AlexES16 said:
Hello thanks for making time to answer my question i really apreciate it, becouse I am really having a hard time choosing my career. You being an electrical engineer could you tell me some important tips about the career and which fields are more essencial to society.
As an electric enginner you could work in several places (I think all of these qualify as being important to society). In any of these, you could work on projects, building, operation and maintenance.
- Power generation;
- Transmission lines;
- Substations;
- Industry plants such as: oil rigs (onshore and offshore), oil refining, petrochemical, paper and pulp, mining, ore refining, textile, food industry plants, siderurgy, automobilistic industry, airplane industry, sanitation (water pumping and water treatment stations, mainly), machinery manufacturing, etc;
- Hospitals, Public Buildings, Large Commercial Buildings, Subway, etc.
Actually, almost any kind of industry depends on electric energy. Any plant that isn't auto-sufficient (that has enough fuel or energy to be autonomous) will need electric energy. And here in Brazil, even plants that are auto-sufficient, can actually generate more than they need and they sell the rest to the grid. So electric enginneers will be needed in almost any industry.
If you like the legal side of things and still wants to do electric engineering, you could also work on:
- Electric sector regulation (fiscalization of electric sector agents)
- Depending on your country regulations, you could also work on electric energy market (buying and selling electric energy)

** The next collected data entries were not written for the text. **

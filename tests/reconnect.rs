use futures::future::BoxFuture;
use std::net::SocketAddr;
use std::sync::atomic::{AtomicU32, Ordering};
use std::sync::{Arc, Mutex};
use std::time::Duration;
use tether::envelope::encode_envelope;
use tether::tcp::{BoxedTransport, Connector};
use tether::{
    ChannelEvents, Client, ClientConfig, ConnectionConfig, EnvelopeKind, Event, EventStream,
    Result, TetherError, CLIENT_CONNECTION_ID,
};
use tokio::io::{AsyncWriteExt, DuplexStream};
use tokio::time::Instant;
use tokio_stream::StreamExt;

/// Refuses the first `failures` attempts, then hands out in-memory pipes
/// whose far ends never speak unless given a greeting.
struct FlakyConnector {
    failures: AtomicU32,
    attempts: Arc<AtomicU32>,
    peers: Mutex<Vec<DuplexStream>>,
    greeting: Option<Vec<u8>>,
}

impl FlakyConnector {
    fn new(failures: u32) -> (Self, Arc<AtomicU32>) {
        let attempts = Arc::new(AtomicU32::new(0));
        let connector = Self {
            failures: AtomicU32::new(failures),
            attempts: attempts.clone(),
            peers: Mutex::new(Vec::new()),
            greeting: None,
        };
        (connector, attempts)
    }

    /// Bytes the far end writes before the connect returns
    fn with_greeting(mut self, greeting: Vec<u8>) -> Self {
        self.greeting = Some(greeting);
        self
    }
}

impl Connector for FlakyConnector {
    fn connect<'a>(
        &'a self,
        _address: &'a str,
    ) -> BoxFuture<'a, Result<(BoxedTransport, Option<SocketAddr>)>> {
        Box::pin(async move {
            self.attempts.fetch_add(1, Ordering::SeqCst);
            let refused = self
                .failures
                .fetch_update(Ordering::SeqCst, Ordering::SeqCst, |n| n.checked_sub(1))
                .is_ok();
            if refused {
                return Err(TetherError::Io(std::io::Error::new(
                    std::io::ErrorKind::ConnectionRefused,
                    "refused",
                )));
            }
            let (near, mut far) = tokio::io::duplex(64 * 1024);
            if let Some(greeting) = &self.greeting {
                far.write_all(greeting).await?;
            }
            self.peers.lock().unwrap().push(far);
            Ok((Box::new(near) as BoxedTransport, None))
        })
    }
}

fn client(connector: FlakyConnector) -> (Client, EventStream) {
    let (events, stream) = ChannelEvents::new();
    let config = ClientConfig::new("test.invalid:1")
        .with_retry_interval(3)
        .with_connection(ConnectionConfig::default().with_keepalive(5, 15));
    let client = Client::builder(config)
        .handler(events)
        .connector(connector)
        .build()
        .unwrap();
    (client, stream)
}

#[tokio::test(start_paused = true)]
async fn connects_on_third_attempt_after_two_retry_intervals() {
    let (connector, attempts) = FlakyConnector::new(2);
    let (client, mut events) = client(connector);
    let started = Instant::now();
    client.start().await;

    let first = events.next().await.unwrap();
    assert_eq!(first, Event::Connected(CLIENT_CONNECTION_ID));
    let elapsed = started.elapsed();
    assert!(elapsed >= Duration::from_secs(6), "connected after {:?}", elapsed);
    assert!(elapsed < Duration::from_secs(7), "connected after {:?}", elapsed);
    assert_eq!(attempts.load(Ordering::SeqCst), 3);
    assert!(client.is_connected().await);

    // Exactly one connect: nothing else happens before the liveness window
    let more = tokio::time::timeout(Duration::from_secs(8), events.next()).await;
    assert!(more.is_err(), "unexpected event {:?}", more);
    assert_eq!(attempts.load(Ordering::SeqCst), 3);

    client.shutdown().await;
}

#[tokio::test(start_paused = true)]
async fn silent_server_triggers_reconnect() {
    let (connector, attempts) = FlakyConnector::new(0);
    let (client, mut events) = client(connector);
    let started = Instant::now();
    client.start().await;

    assert_eq!(
        events.next().await.unwrap(),
        Event::Connected(CLIENT_CONNECTION_ID)
    );
    assert_eq!(
        events.next().await.unwrap(),
        Event::Disconnected(CLIENT_CONNECTION_ID)
    );
    let dropped_at = started.elapsed();
    assert!(dropped_at >= Duration::from_secs(15), "dropped after {:?}", dropped_at);
    assert!(dropped_at < Duration::from_secs(21), "dropped after {:?}", dropped_at);

    assert_eq!(
        events.next().await.unwrap(),
        Event::Connected(CLIENT_CONNECTION_ID)
    );
    assert_eq!(attempts.load(Ordering::SeqCst), 2);

    client.shutdown().await;
    assert_eq!(
        events.next().await.unwrap(),
        Event::Disconnected(CLIENT_CONNECTION_ID)
    );
    assert!(!client.is_connected().await);
}

#[tokio::test(start_paused = true)]
async fn shutdown_stops_retrying() {
    let (connector, attempts) = FlakyConnector::new(u32::MAX);
    let (client, _events) = client(connector);
    client.start().await;

    tokio::time::sleep(Duration::from_secs(10)).await;
    client.shutdown().await;
    let seen = attempts.load(Ordering::SeqCst);
    // Attempts at 0s, 3s, 6s and 9s
    assert_eq!(seen, 4);

    tokio::time::sleep(Duration::from_secs(30)).await;
    assert_eq!(attempts.load(Ordering::SeqCst), seen);
}

#[tokio::test(start_paused = true)]
async fn connected_is_reported_before_buffered_message() {
    let greeting = encode_envelope(EnvelopeKind::Message, b"welcome", false, None).unwrap();
    let (connector, _attempts) = FlakyConnector::new(0);
    let (client, mut events) = client(connector.with_greeting(greeting.to_vec()));
    client.start().await;

    assert_eq!(
        events.next().await.unwrap(),
        Event::Connected(CLIENT_CONNECTION_ID)
    );
    assert_eq!(
        events.next().await.unwrap(),
        Event::MessageReceived {
            id: CLIENT_CONNECTION_ID,
            kind: EnvelopeKind::Message,
            encrypted: false,
            text: "welcome".into(),
        }
    );

    client.shutdown().await;
}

There also another honorable one: teaching.
As for the tips:
- Learn everything your teachers throw at you (and more if you can). You may not know its importance now but you should learn just for learning;
- An electric enginner shouldn't only know electromagnetics. You should learn well at least the following: classical mechanics and thermodynamics. An electric engineer always interfaces with other enginners (you can't do anything by yourself), such as chemical, mechanical, civil, etc. And you have to "talk the same language". I mean, for example, you can't get lost when:
-- A mechanical engineer talks of exergy or entropy;
-- A chemical engineer talks of gibb's free energy;
-- A civil enginner talks of bending moments of a structure;
- Learn well mathematics: analytic geometry, linear algebra, calculus, statistics, numerical methods, differential equations, complex variable calculus, just to name a few. Even you don't end up applying all of it, it'll be worth learning because it'll teach you how to think as an engineer;
- Your career doesn't start after you gradute. I has started already. To learn all the stuff I mentioned, you have to already know a bunch of high shool math, physics and chemistry. Also, some interesting job opportunities may come from colleagues or teachers. In the future, your colleagues will be in the same stage as you and they will know other people that you don't. So you should try to be a good student at university.
You can ask, have you done all this yourself? Well, no. I learned the hard way. I work on a oil company and I had to learn thermodynamics recently. I can garantee: it was way harder than when I was at the university.
Hope this helped.
Cheers!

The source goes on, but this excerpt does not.